▶ [What needs to be done]
For each line of the data that includes the word "daily", copy the line.

(Data extract Opens)

use super::*;

#[test]
fn test_view_name_creation() {
    let name = ViewName::new("user_metrics");
    assert_eq!(name.as_str(), "user_metrics");
    assert_eq!(format!("{}", name), "user_metrics");
}

#[test]
fn test_view_name_equality() {
    let name = ViewName::new("user_metrics");
    assert_eq!(name, "user_metrics");
    assert_eq!(name, "user_metrics".to_string());
}

#[test]
fn test_view_name_try_new_empty() {
    assert!(ViewName::try_new("").is_none());
    assert!(ViewName::try_from("").is_err());
}

#[test]
#[should_panic(expected = "ViewName must not be empty")]
fn test_view_name_new_panics_on_empty() {
    let _ = ViewName::new("");
}

#[test]
fn test_view_name_from_path_uses_stem() {
    let name = ViewName::from_path(Path::new("sql/views/marts/orders.sql")).unwrap();
    assert_eq!(name, "orders");
}

#[test]
fn test_view_name_from_path_keeps_inner_dots() {
    let name = ViewName::from_path(Path::new("daily.backup.sql")).unwrap();
    assert_eq!(name, "daily.backup");
}

#[test]
fn test_view_name_deserialize_rejects_empty() {
    let result: Result<ViewName, _> = serde_yaml::from_str("''");
    assert!(result.is_err());

    let ok: ViewName = serde_yaml::from_str("orders").unwrap();
    assert_eq!(ok, "orders");
}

(Data extract Closes)

▶ [Answer section]
    let name = ViewName::from_path(Path::new("daily.backup.sql")).unwrap();
    assert_eq!(name, "daily.backup");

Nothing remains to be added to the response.